Si vede veramente come l’affermazione della connessione fra esercizio della sessualità, coniugalità e procreazione stia alla base della conseguente affermazione che la famiglia è il luogo originario della crescita della persona.

Ho sempre detto, nel corso della mia riflessione, “luogo originario”, non esclusivo. La persona umana necessita anche di altri “ambienti”, altri luoghi, per una sua crescita integrale. Questo pone un problema di rapporti, di relazioni della famiglia con altri luoghi della crescita della persona: parlavo di un problema di architettura sociale e politica.

Ora non ci sarà difficile vedere come ci sia una relazione molto stretta fra Chiesa e famiglia. È una relazione che si radica precisamente nella genealogia della persona.

Prima abbiamo parlato in generale della famiglia. Pensiamo ora alla famiglia che nasce dal matrimonio cristiano. I due sposi cristiani sanno che il dono ricevuto, il figlio, è chiamato alla vita eterna in Cristo; sanno che è predestinato ad essere figlio di Dio in Cristo; sanno che egli è chiamato ad essere nella Chiesa. Essi chiedono il battesimo perché questo progetto divino si realizzi.

Il matrimonio e la famiglia edificano in questo modo la Chiesa. Nella famiglia, la persona umana viene introdotta mediante il battesimo e l’educazione, nella Chiesa e la Chiesa si introduce, reciprocamente, nella genealogia della persona. Certamente, la famiglia non può fare questo da sola: ha bisogno di altri carismi che sono nella Chiesa. La fede che essa trasmette al bambino è la fede predicata dai Pastori nella Chiesa; l’Eucaristia che perfeziona l’esistenza cristiana è celebrata dal Sacerdote. Tuttavia, c’è un “ministero” che i genitori cristiani compiono: introdurre la nuova persona umana nel mistero della Chiesa. Precisamente, generare la nuova persona nella Chiesa (= genealogia della persona).

 

2, 2. Famiglia e Chiesa: il mistero di Cristo nella Famiglia

Non potremo mai comprendere fino in fondo il mistero della vita nascosta di Cristo a Nazareth. Il figlio di Dio inserisce il suo essere divino nella comunità familiare: ha una madre in senso vero e proprio; ha un padre legale; ha cugini. La sua vicenda umana, la sua genealogia umana avviene nella famiglia; “il bambino cresceva in sapienza, età e grazia”: non è solo una genealogia biologica (età), ma anche spirituale (sapienza-grazia). “Ed era loro sottomesso”: la sua genealogia umana è il frutto dell’educazione che riceve da Maria e Giuseppe. Egli è introdotto nel mondo umano attraverso questa educazione.

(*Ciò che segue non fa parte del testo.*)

//! File buffers and write-back.
//!
//! A file's content is fetched from the device as a whole on first read or
//! write, edited in memory, and pushed back as a whole when a handle is
//! released. The device has no in-place update, so a push deletes the old
//! file and stores the new bytes.

use super::error::{VfsError, VfsResult};
use super::handles::OpenFile;
use super::node::{Content, FileNode, FileState};
use super::path;
use super::session::Session;
use crate::device::DeviceService;
use std::sync::Arc;
use std::time::SystemTime;
use tracing::{debug, error, warn};

impl<D: DeviceService> Session<D> {
    /// Create an empty file and open it for writing. Nothing reaches the
    /// device until the handle is released.
    pub async fn create(&self, path: &str) -> VfsResult<u64> {
        let segs = path::segments(path);
        let Some((name, parent)) = segs.split_last() else {
            return Err(VfsError::AlreadyExists("/".into()));
        };
        if !path::is_valid_name(name) {
            return Err(VfsError::InvalidArgument((*name).to_string()));
        }
        self.expect_dir(parent).await?;
        self.ensure_listed(parent).await?;

        let folder = path::folder_of(parent);
        let file = {
            let mut tree = self.tree.lock();
            Self::check_not_removing(&tree, parent)?;
            let dir = tree
                .descend_mut(parent)
                .ok_or_else(|| VfsError::NotFound(folder.clone()))?;
            if dir.contains(name) {
                return Err(VfsError::AlreadyExists(path::folder_of(&segs)));
            }
            let file = FileNode::created(name, self.device.new_file_handle(&folder, name));
            dir.insert_file(file.clone())?;
            file
        };
        let fh = self.handles.insert(OpenFile {
            file,
            folder,
            writeable: true,
        });
        debug!("created {} as fh {fh}", path::folder_of(&segs));
        Ok(fh)
    }

    pub async fn open(&self, path: &str, writeable: bool) -> VfsResult<u64> {
        let segs = path::segments(path);
        let Some((_, parent)) = segs.split_last() else {
            return Err(VfsError::IsADirectory("/".into()));
        };
        let folder = path::folder_of(parent);
        loop {
            let file = self.expect_file(&segs).await?;
            let mut st = file.lock().await;
            if st.detached || !self.still_attached(parent, &file)? {
                // Removed from the tree while we waited; look again.
                continue;
            }
            if st.handle.is_none() {
                st.handle = Some(self.device.fetch_file_content(&folder, file.name()).await?);
            }
            file.acquire(&mut st);
            drop(st);
            let fh = self.handles.insert(OpenFile {
                file,
                folder,
                writeable,
            });
            return Ok(fh);
        }
    }

    /// Whether `file` is still the node at its path. Fails with busy while
    /// a folder on the path is being removed.
    fn still_attached(&self, parent: &[&str], file: &Arc<FileNode<D::Handle>>) -> VfsResult<bool> {
        let tree = self.tree.lock();
        Self::check_not_removing(&tree, parent)?;
        Ok(tree
            .descend(parent)
            .and_then(|dir| dir.file(file.name()))
            .is_some_and(|cached| Arc::ptr_eq(cached, file)))
    }

    /// Bytes in `[offset, offset + size)`, clipped to the end of the file.
    pub async fn read(&self, fh: u64, offset: u64, size: u32) -> VfsResult<Vec<u8>> {
        let of = self.handles.get(fh).ok_or(VfsError::BadHandle(fh))?;
        let mut st = of.file.lock().await;
        self.load(&mut st, of.file.name()).await?;
        let buf = st.content.bytes().unwrap_or_default();
        let start = usize::try_from(offset).unwrap_or(usize::MAX).min(buf.len());
        let end = start.saturating_add(size as usize).min(buf.len());
        Ok(buf[start..end].to_vec())
    }

    /// Writes past the end of the file fill the gap with zeros.
    pub async fn write(&self, fh: u64, offset: u64, data: &[u8]) -> VfsResult<u32> {
        let of = self.handles.get(fh).ok_or(VfsError::BadHandle(fh))?;
        if !of.writeable {
            return Err(VfsError::ReadOnlyHandle(fh));
        }
        if data.is_empty() {
            return Ok(0);
        }
        let end = self.checked_size(offset.saturating_add(data.len() as u64))?;
        let start = end - data.len();

        let mut st = of.file.lock().await;
        self.load(&mut st, of.file.name()).await?;
        let state = &mut *st;
        let buf = dirty_buffer(&mut state.content, of.file.name());
        grow(buf, end)?;
        buf[start..end].copy_from_slice(data);
        state.size = buf.len() as u64;
        state.mtime = SystemTime::now();
        Ok(data.len() as u32)
    }

    /// Nothing to do until release; only checks the handle.
    pub async fn flush(&self, fh: u64) -> VfsResult<()> {
        self.handles
            .get(fh)
            .map(|_| ())
            .ok_or(VfsError::BadHandle(fh))
    }

    /// Close a handle. Dirty content is written back; when the last handle
    /// goes, the buffer and the device handle are dropped.
    ///
    /// A failed write-back still closes the handle but leaves the content
    /// dirty and keeps the device handle, so the next release retries.
    pub async fn release(&self, fh: u64) -> VfsResult<()> {
        let of = self.handles.remove(fh).ok_or(VfsError::BadHandle(fh))?;
        let mut st = of.file.lock().await;
        let remaining = of.file.release(&mut st);
        if st.content.is_dirty() {
            self.write_back(&mut st, &of.folder, of.file.name()).await?;
        }
        if remaining == 0 {
            st.content = Content::Cold;
            if let Some(handle) = st.handle.take() {
                self.device.release(handle);
            }
        }
        Ok(())
    }

    /// Resize to `size`, zero-filling growth. Without a handle the file is
    /// opened for the duration of the call, so the change is written back
    /// right away.
    pub async fn truncate(&self, path: &str, fh: Option<u64>, size: u64) -> VfsResult<()> {
        if let Some(fh) = fh {
            return self.truncate_handle(fh, size).await;
        }
        let fh = self.open(path, true).await?;
        let resized = self.truncate_handle(fh, size).await;
        let closed = self.release(fh).await;
        resized.and(closed)
    }

    async fn truncate_handle(&self, fh: u64, size: u64) -> VfsResult<()> {
        let of = self.handles.get(fh).ok_or(VfsError::BadHandle(fh))?;
        if !of.writeable {
            return Err(VfsError::ReadOnlyHandle(fh));
        }
        let len = self.checked_size(size)?;

        let mut st = of.file.lock().await;
        if len == 0 && matches!(st.content, Content::Cold) {
            // No need to fetch bytes that are about to be thrown away.
            st.content = Content::Dirty(Vec::new());
        } else {
            self.load(&mut st, of.file.name()).await?;
        }
        let state = &mut *st;
        let buf = dirty_buffer(&mut state.content, of.file.name());
        if len > buf.len() {
            grow(buf, len)?;
        } else {
            buf.truncate(len);
        }
        state.size = size;
        state.mtime = SystemTime::now();
        Ok(())
    }

    /// Delete a closed file from the device and the tree. A file that is
    /// already gone from the device is simply forgotten.
    pub async fn unlink(&self, path: &str) -> VfsResult<()> {
        let segs = path::segments(path);
        let Some((name, parent)) = segs.split_last() else {
            return Err(VfsError::IsADirectory("/".into()));
        };
        let full = path::folder_of(&segs);
        let folder = path::folder_of(parent);
        let file = self.expect_file(&segs).await?;

        let mut st = file.lock().await;
        if st.detached {
            return Err(VfsError::NotFound(full));
        }
        if file.open_count() > 0 {
            return Err(VfsError::Busy(full));
        }
        match self.device.delete_file(&folder, name).await {
            Ok(()) => {}
            Err(e) if e.kind.is_not_found() => debug!("{full} was already gone from the device"),
            Err(e) => return Err(e.into()),
        }
        self.capacity.invalidate();

        st.detached = true;
        if st.content.is_dirty() {
            warn!("discarding unsaved changes to deleted file {full}");
        }
        st.content = Content::Cold;
        if let Some(handle) = st.handle.take() {
            self.device.release(handle);
        }
        let mut tree = self.tree.lock();
        if let Some(dir) = tree.descend_mut(parent) {
            if dir
                .file(name)
                .is_some_and(|cached| Arc::ptr_eq(cached, &file))
            {
                dir.remove_file(name)?;
            }
        }
        Ok(())
    }

    /// Push dirty content to the device. On success the content is clean;
    /// on failure it stays dirty and nothing else changes.
    pub(super) async fn write_back(
        &self,
        st: &mut FileState<D::Handle>,
        folder: &str,
        name: &str,
    ) -> VfsResult<()> {
        let Some(data) = st.content.bytes().map(<[u8]>::to_vec) else {
            return Ok(());
        };
        let full = path::join(folder, name);
        let Some(handle) = st.handle.as_mut() else {
            error!("dirty file {full} has no device handle");
            panic!("dirty file {full} has no device handle");
        };
        match self.device.delete_file(folder, name).await {
            Ok(()) => {}
            Err(e) if e.kind.is_not_found() => {}
            Err(e) => warn!("could not remove old copy of {full}: {e}"),
        }
        let len = data.len();
        if let Err(e) = self.device.replace_content(handle, data).await {
            warn!("write-back of {full} failed, keeping it dirty: {e}");
            return Err(e.into());
        }
        self.capacity.invalidate();
        st.content.settle(true);
        st.size = len as u64;
        debug!("wrote back {full} ({len} bytes)");
        Ok(())
    }

    /// Make the content resident, fetching it through the open handle.
    async fn load(&self, st: &mut FileState<D::Handle>, name: &str) -> VfsResult<()> {
        if !matches!(st.content, Content::Cold) {
            return Ok(());
        }
        let Some(handle) = st.handle.as_ref() else {
            error!("open file {name} has no device handle");
            panic!("open file {name} has no device handle");
        };
        let data = self.device.read_all(handle).await?;
        st.size = data.len() as u64;
        st.content = Content::Clean(data);
        Ok(())
    }

    fn checked_size(&self, size: u64) -> VfsResult<usize> {
        if size > self.max_file_size {
            return Err(VfsError::TooLarge { size });
        }
        usize::try_from(size).map_err(|_| VfsError::TooLarge { size })
    }
}

fn dirty_buffer<'a>(content: &'a mut Content, name: &str) -> &'a mut Vec<u8> {
    match content.make_dirty() {
        Some(buf) => buf,
        None => {
            error!("{name} is not resident after load");
            panic!("{name} is not resident after load");
        }
    }
}

/// Extend with zeros up to `len`, failing instead of aborting when the
/// allocation is refused.
fn grow(buf: &mut Vec<u8>, len: usize) -> VfsResult<()> {
    if len > buf.len() {
        buf.try_reserve(len - buf.len())
            .map_err(|_| VfsError::TooLarge { size: len as u64 })?;
        buf.resize(len, 0);
    }
    Ok(())
}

La radicazione della Chiesa nella famiglia trova nel mistero di Cristo la sua ragione più profonda. Nella genealogia umana di Cristo si formava la Chiesa.

 

Conclusione

 

Abbiamo riflettuto prima sui rapporti fra famiglia e società e poi fra famiglia e Chiesa. Ora possiamo vedere che ambedue questi rapporti hanno un fondamento comune: la persona umana. La società ha bisogno della famiglia perché sia una società di persone che si riconoscono nella loro dignità. La Chiesa ha bisogno della famiglia perché è nella famiglia che avviene la genealogia cristiana della persona, come nella famiglia è avvenuta la genealogia umana del Verbo. Questo è il compito della famiglia: affermare il valore supremo di ogni persona umana, perché ha il compito di custodire nel mondo la verità dell’amore. Cioè: è il cuore della società e della Chiesa.